(Québec) Le triste anniversaire de la mort de Joyce Echaquan a donné lieu à une confrontation partisane sur le racisme systémique au Salon bleu. Le ministre de la Santé, Christian Dubé, s’est pour sa part dit « très déçu » d’apprendre que seulement 1 % des travailleurs de la santé ont suivi la formation obligatoire ordonnée dans la foulée de son décès.

Le Parti libéral et Québec solidaire ont talonné le gouvernement Legault mardi pour qu’il reconnaisse l’existence du racisme systémique au Québec alors que le 28 septembre marque l’anniversaire du décès de Joyce Echaquan, morte sous les insultes racistes du personnel soignant de l’hôpital de Joliette.

Les deux partis politiques ont aussi demandé au gouvernement de reconnaître le « principe de Joyce » qui vise à garantir aux Autochtones un droit d’accès équitable aux services de santé et services sociaux. Le premier ministre François Legault s’est dit d’accord « avec les prémisses » du « principe de Joyce », mais il refuse d’y adhérer parce qu’on y réclame également la reconnaissance du racisme systémique.

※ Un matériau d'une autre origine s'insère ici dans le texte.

//! Typed contexts: validation, passthrough and key order.

use druid_query::context::{
    GroupByQueryContext, QueryContext, ScanQueryContext, TaskContext, TimeSeriesQueryContext,
    TopNQueryContext, TuningConfig,
};
use druid_query::DruidError;
use serde_json::{json, Map, Value};

fn map(value: Value) -> Map<String, Value> {
    match value {
        Value::Object(map) => map,
        other => panic!("expected object, got {other}"),
    }
}

#[test]
fn test_unknown_keys_are_echoed() {
    let context = QueryContext::from_map(map(json!({"myTeamTag": "growth", "timeout": 1000}))).unwrap();
    assert_eq!(context.timeout(), Some(&1000));
    assert_eq!(context.passthrough().get("myTeamTag"), Some(&json!("growth")));
    assert_eq!(
        serde_json::to_value(&context).unwrap(),
        json!({"timeout": 1000, "myTeamTag": "growth"})
    );
}

#[test]
fn test_wrong_shape_is_rejected() {
    let err = QueryContext::from_map(map(json!({"timeout": "soon"}))).unwrap_err();
    match &err {
        DruidError::InvalidContextValue { key, expected, value } => {
            assert_eq!(key, "timeout");
            assert_eq!(*expected, "integer");
            assert_eq!(value, &json!("soon"));
        }
        other => panic!("unexpected error: {other:?}"),
    }
    assert!(err.is_validation());
}

#[test]
fn test_out_of_range_integer_is_rejected() {
    let mut context = QueryContext::new();
    let err = context.insert("timeout", json!(1e30)).unwrap_err();
    assert!(matches!(err, DruidError::InvalidContextValue { .. }));
    assert_eq!(context.timeout(), None);
}

#[test]
fn test_loose_values_are_coerced() {
    let context = QueryContext::from_map(map(json!({
        "useCache": "false",
        "priority": "10",
        "queryId": 42,
        "maxScatterGatherBytes": 1e6
    })))
    .unwrap();
    assert_eq!(context.use_cache(), Some(&false));
    assert_eq!(context.priority(), Some(&10));
    assert_eq!(context.query_id().map(String::as_str), Some("42"));
    assert_eq!(context.max_scatter_gather_bytes(), Some(&1_000_000));
}

#[test]
fn test_type_specific_keys() {
    let group_by = GroupByQueryContext::from_map(map(json!({
        "sortByDimsFirst": true,
        "bufferGrouperMaxLoadFactor": 0.75
    })))
    .unwrap();
    assert_eq!(group_by.sort_by_dims_first(), Some(&true));
    assert_eq!(group_by.buffer_grouper_max_load_factor(), Some(&0.75));

    let top_n = TopNQueryContext::new().set_min_top_n_threshold(1000);
    assert_eq!(serde_json::to_value(&top_n).unwrap(), json!({"minTopNThreshold": 1000}));

    let timeseries = TimeSeriesQueryContext::new().set_skip_empty_buckets(true);
    assert_eq!(serde_json::to_value(&timeseries).unwrap(), json!({"skipEmptyBuckets": true}));
}

#[test]
fn test_key_known_to_other_type_is_passthrough() {
    let scan = ScanQueryContext::from_map(map(json!({"sortByDimsFirst": "yes"}))).unwrap();
    assert!(scan.passthrough().contains_key("sortByDimsFirst"));

    assert!(GroupByQueryContext::from_map(map(json!({"sortByDimsFirst": "yes"}))).is_err());
}

#[test]
fn test_common_keys_come_first() {
    let context = GroupByQueryContext::new()
        .set_max_results(500)
        .set_query_id("abc")
        .set_vectorize("force");
    let keys: Vec<String> = context.to_map().keys().cloned().collect();
    assert_eq!(keys, vec!["queryId", "vectorize", "maxResults"]);
    assert_eq!(GroupByQueryContext::KEYS[0], "timeout");
    assert!(GroupByQueryContext::KEYS.contains(&"applyLimitPushDownToSegment"));
}

#[test]
fn test_empty_context() {
    assert!(QueryContext::new().is_empty());
    assert!(!QueryContext::new().set_debug(true).is_empty());
    assert_eq!(serde_json::to_value(QueryContext::new()).unwrap(), json!({}));
}

#[test]
fn test_task_context() {
    let mut context = TaskContext::new().set_priority(75);
    context.insert("force_time_chunk_lock", json!(true)).unwrap();
    context.insert("custom", json!([1, 2])).unwrap();
    assert_eq!(
        serde_json::to_value(&context).unwrap(),
        json!({"forceTimeChunkLock": true, "priority": 75, "custom": [1, 2]})
    );
    assert!(context.insert("taskLockTimeout", json!({"ms": 1})).is_err());
}

#[test]
fn test_tuning_config() {
    let config = TuningConfig::for_task("index_parallel")
        .set_max_rows_in_memory(100_000)
        .set_partitions_spec(json!({"type": "hashed", "numShards": 4}))
        .set_force_guaranteed_rollup(true);
    assert_eq!(config.kind().map(String::as_str), Some("index_parallel"));
    assert_eq!(
        serde_json::to_value(&config).unwrap(),
        json!({
            "type": "index_parallel",
            "maxRowsInMemory": 100000,
            "partitionsSpec": {"type": "hashed", "numShards": 4},
            "forceGuaranteedRollup": true
        })
    );
}

#[test]
fn test_tuning_rejects_scalar_for_nested_spec() {
    let err = TuningConfig::from_map(map(json!({"indexSpec": 3}))).unwrap_err();
    assert!(err.to_string().contains("indexSpec"));
}
//! # druid-query
//!
//! Typed building blocks for Apache Druid query and ingestion documents,
//! plus an async HTTP client to submit them.
//!
//! ## Architecture
//!
//! ```text
//! ┌─────────────────────────────────────────────────────────┐
//! │        types: enums (Granularity, JoinType, ...)        │
//! │               and Interval                              │
//! └─────────────────────────────────────────────────────────┘
//!                          │
//!                          ▼
//! ┌─────────────────────────────────────────────────────────┐
//! │   spec: filters, aggregators, having, dimensions,       │
//! │   extraction fns, data sources, limits, lookups         │
//! │   collection: ordered, single-kind lists                │
//! │   context: typed context / tuning dictionaries          │
//! └─────────────────────────────────────────────────────────┘
//!                          │
//!                          ▼
//! ┌─────────────────────────────────────────────────────────┐
//! │   query: QueryBuilder -> timeseries/topN/groupBy/...    │
//! │   task: index_parallel, kill, compact                   │
//! └─────────────────────────────────────────────────────────┘
//!                          │
//!                          ▼ [serde_json]
//! ┌─────────────────────────────────────────────────────────┐
//! │   client: broker / overlord / coordinator over HTTP     │
//! └─────────────────────────────────────────────────────────┘
//! ```
//!
//! Every document validates eagerly: bad enum values, reversed intervals
//! and wrong-typed context values fail when they are set, so anything that
//! exists serializes to a valid request.

pub mod client;
pub mod collection;
pub mod config;
pub mod context;
pub mod error;
pub mod query;
pub mod spec;
pub mod task;
pub mod types;

pub use error::{DruidError, DruidResult};

/// Commonly used types.
pub mod prelude {
    pub use crate::client::{DruidClient, QueryResponse, TaskState, TaskStatus};
    pub use crate::collection::{
        AggregationCollection, Collection, CollectionEntry, DimensionCollection, IntervalCollection,
        OrderByCollection, TransformCollection, VirtualColumnCollection,
    };
    pub use crate::config::Settings;
    pub use crate::context::{
        GroupByQueryContext, QueryContext, ScanQueryContext, TaskContext, TimeSeriesQueryContext,
        TopNQueryContext, TuningConfig,
    };
    pub use crate::error::{DruidError, DruidResult};
    pub use crate::query::{Query, QueryBuilder};
    pub use crate::spec::{
        Aggregator, DataSource, Dimension, DimensionSpec, ExtractionFunction, Filter, GranularitySpec,
        HavingFilter, Limit, OrderBy, PostAggregator, ToJson, Transform, TransformSpec, VirtualColumn,
    };
    pub use crate::task::{CompactTask, IndexTaskBuilder, InputFormat, InputSource, KillTask, Task};
    pub use crate::types::{
        BoundOperator, DataType, Granularity, Interval, JoinType, OrderByDirection, SortingOrder,
    };
}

« On a tous une responsabilité […] Il faut que tous les Autochtones aient accès à nos services dans nos réseaux sans aucune discrimination », a mentionné M. Legault. « Il y a du racisme au Québec, il faut le combattre. Maintenant, ce n’est pas le temps de diviser les Québécois avec certains mots », a-t-il ajouté répondant à une question du chef parlementaire, Gabriel Nadeau-Dubois.

M. Legault a affirmé n’avoir « jamais vu un système qui était raciste » lors de son passage à l’Éducation et à la Santé, à l’époque, notamment.

Ce à quoi Québec solidaire a répondu que « le plus important, ce n’est pas ce que le premier ministre a vu », mais « ce que les Premières Nations vivent » dans les institutions.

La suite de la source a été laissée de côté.